UN Agency Reports on Monitoring of Four Villages in Buffer Zone
The UN refugee agency (UNHCR) was able to gain access to areas north of the town of Gori, which are currently occupied by Russian forces, the agency said on September 16.
Two initial assessment missions visited four villages north of Gori over the weekend – Karaleti, Tkiavi, Tirdznisi and Dzevera.
A UNHCR spokesman, William Spindler, said that in the villages closer to Gori most residents appear to have returned. In the Karaleti area, seven kilometers from Gori, up to 80% of the population has gone back, he said. Karaleti is on the edge of the Russian-occupied areas.

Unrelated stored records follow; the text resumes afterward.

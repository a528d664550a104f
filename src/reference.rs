//! Reference joiner: descriptive attributes, point-in-time market value and
//! watchlist resolution.

use crate::calendar::TradingCalendar;
use crate::error::RatingError;
use crate::instrument::{CompanySnapshot, InstrumentReference};
use crate::instrument_code::{is_code_token, InstrumentCode};
use crate::observation::DataProvider;
use crate::rating::ranking::Ranked;
use crate::rating::RatingRow;
use chrono::NaiveDate;
use serde::Serialize;
use std::collections::{HashMap, HashSet};
use tracing::debug;

/// Full-width comma accepted as a watchlist separator alongside `,`.
const FULL_WIDTH_COMMA: char = '，';

/// Descriptive columns attached to a rating row. Every field is `None` when
/// the instrument has no matching reference or company data.
#[derive(Debug, Clone, Default, PartialEq, Serialize)]
pub struct InstrumentAttributes {
    pub name: Option<String>,
    pub list_date: Option<NaiveDate>,
    pub industry: Option<String>,
    /// Market value in display units (raw value / divisor)
    pub market_value: Option<f64>,
}

/// A ranked rating row joined with its instrument attributes.
#[derive(Debug, Clone, PartialEq, Serialize)]
pub struct EnrichedRatingRow {
    pub rank: usize,
    pub code: InstrumentCode,
    pub attributes: InstrumentAttributes,
    pub rating: RatingRow,
}

/// Lookup tables for left-joining attributes by instrument code.
#[derive(Debug, Clone)]
pub struct ReferenceIndex {
    reference: HashMap<InstrumentCode, InstrumentReference>,
    market_values: HashMap<InstrumentCode, f64>,
}

impl ReferenceIndex {
    /// Builds an index from static reference data and a single-date
    /// company-data snapshot.
    pub fn new(
        reference: HashMap<InstrumentCode, InstrumentReference>,
        snapshots: &[CompanySnapshot],
        market_value_divisor: f64,
    ) -> Self {
        let market_values = snapshots
            .iter()
            .filter_map(|snapshot| {
                snapshot
                    .market_value(market_value_divisor)
                    .map(|value| (snapshot.code.clone(), value))
            })
            .collect();
        ReferenceIndex {
            reference,
            market_values,
        }
    }

    /// Attributes of `code`; missing matches leave fields empty.
    pub fn attributes(&self, code: &InstrumentCode) -> InstrumentAttributes {
        let reference = self.reference.get(code);
        InstrumentAttributes {
            name: reference.map(|r| r.name.clone()),
            list_date: reference.and_then(|r| r.list_date),
            industry: reference.and_then(|r| r.industry.clone()),
            market_value: self.market_values.get(code).copied(),
        }
    }
}

/// Left-joins ranked rows with their attributes. Row order and count are kept.
pub fn enrich(rows: Vec<Ranked<RatingRow>>, index: &ReferenceIndex) -> Vec<EnrichedRatingRow> {
    rows.into_iter()
        .map(|ranked| EnrichedRatingRow {
            rank: ranked.rank,
            code: ranked.item.code.clone(),
            attributes: index.attributes(&ranked.item.code),
            rating: ranked.item,
        })
        .collect()
}

/// Company data for `target`, or for the nearest earlier date that has any.
///
/// Partitions cover consecutive date ranges, newest first, so only the
/// recent partition's earliest date can also hold rows in an older
/// partition. The recent partition answers alone when `target` is later than
/// that boundary date and it holds more than `min_rows` rows for `target`.
/// Otherwise every partition is scanned, `target` is resolved against the
/// dates present in the full history, and that date's rows are returned.
///
/// # Errors
/// `NoEarlierDate` when the full history has no date on or before `target`.
pub fn instrument_attributes_for_date<P>(
    provider: &P,
    target: NaiveDate,
    min_rows: usize,
) -> Result<Vec<CompanySnapshot>, RatingError>
where
    P: DataProvider + ?Sized,
{
    let partition = provider.recent_company_data()?;
    let boundary = partition.iter().map(|row| row.trade_date).min();
    let recent: Vec<CompanySnapshot> = partition
        .into_iter()
        .filter(|row| row.trade_date == target)
        .collect();

    if recent.len() > min_rows && boundary.is_some_and(|boundary| target > boundary) {
        debug!(%target, rows = recent.len(), "company data served from recent partition");
        return Ok(recent);
    }

    let history = provider.all_company_data()?;
    let calendar = TradingCalendar::from_dates(history.iter().map(|row| row.trade_date));
    let resolved = calendar.resolve(target)?;
    debug!(
        %target,
        %resolved,
        recent_rows = recent.len(),
        "company data served from full history"
    );

    Ok(history
        .into_iter()
        .filter(|row| row.trade_date == resolved)
        .collect())
}

/// Maps a watchlist token to an instrument display name.
///
/// Tokens containing the exchange separator are codes and are looked up in
/// the reference table; any other token is taken to be a name already and is
/// returned unchanged.
///
/// # Errors
/// `NotFound` when a code token matches no instrument.
pub fn resolve_instrument_name_or_code(
    token: &str,
    reference: &HashMap<InstrumentCode, InstrumentReference>,
) -> Result<String, RatingError> {
    if !is_code_token(token) {
        return Ok(token.to_string());
    }

    InstrumentCode::new(token)
        .ok()
        .and_then(|code| reference.get(&code))
        .map(|found| found.name.clone())
        .ok_or_else(|| RatingError::NotFound(token.to_string()))
}

/// Splits raw watchlist input on `,` and `，`, trimming tokens and dropping
/// empty ones.
pub fn parse_watchlist(raw: &str) -> Vec<String> {
    raw.split([',', FULL_WIDTH_COMMA])
        .map(str::trim)
        .filter(|token| !token.is_empty())
        .map(str::to_string)
        .collect()
}

/// A resolved watchlist: instrument names to highlight plus the tokens that
/// could not be resolved.
#[derive(Debug, Clone, Default, PartialEq, Serialize)]
pub struct Watchlist {
    pub names: Vec<String>,
    pub not_found: Vec<String>,
}

impl Watchlist {
    /// Parses and resolves raw input. An unresolved token is recorded and the
    /// remaining tokens still apply.
    pub fn resolve(raw: &str, reference: &HashMap<InstrumentCode, InstrumentReference>) -> Self {
        let mut watchlist = Watchlist::default();
        for token in parse_watchlist(raw) {
            match resolve_instrument_name_or_code(&token, reference) {
                Ok(name) => watchlist.names.push(name),
                Err(_) => watchlist.not_found.push(token),
            }
        }
        watchlist
    }

    /// Rows whose instrument name is on the watchlist, in their original
    /// (rating-descending) order and with their original ranks.
    pub fn select<'a>(&self, rows: &'a [EnrichedRatingRow]) -> Vec<&'a EnrichedRatingRow> {
        let names: HashSet<&str> = self.names.iter().map(String::as_str).collect();
        rows.iter()
            .filter(|row| {
                row.attributes
                    .name
                    .as_deref()
                    .is_some_and(|name| names.contains(name))
            })
            .collect()
    }
}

Deeper inside the buffer zone, however, the rate of return is considerably lower, the UNHCR spokesman said. For example in Tirdznisi, less than 10% of villagers have come back so far, according to the UN refugee agency.
“There is still a great deal of fear among the people currently residing in these villages. Beatings, looting and arson by marauding militias have created an atmosphere of fear and insecurity,” the spokesperson said.
UNHCR also said that the destruction of buildings and houses “is not as widespread as was initially feared and varies from village to village.”
In Karaleti, for example, a UNHCR team counted 29 houses destroyed, out of some 600 there. UNHCR said that in Tirdznisi, only a few buildings have been burned or bombed, “while more material and psychological damage has been caused by lootings and destruction inside people’s houses.”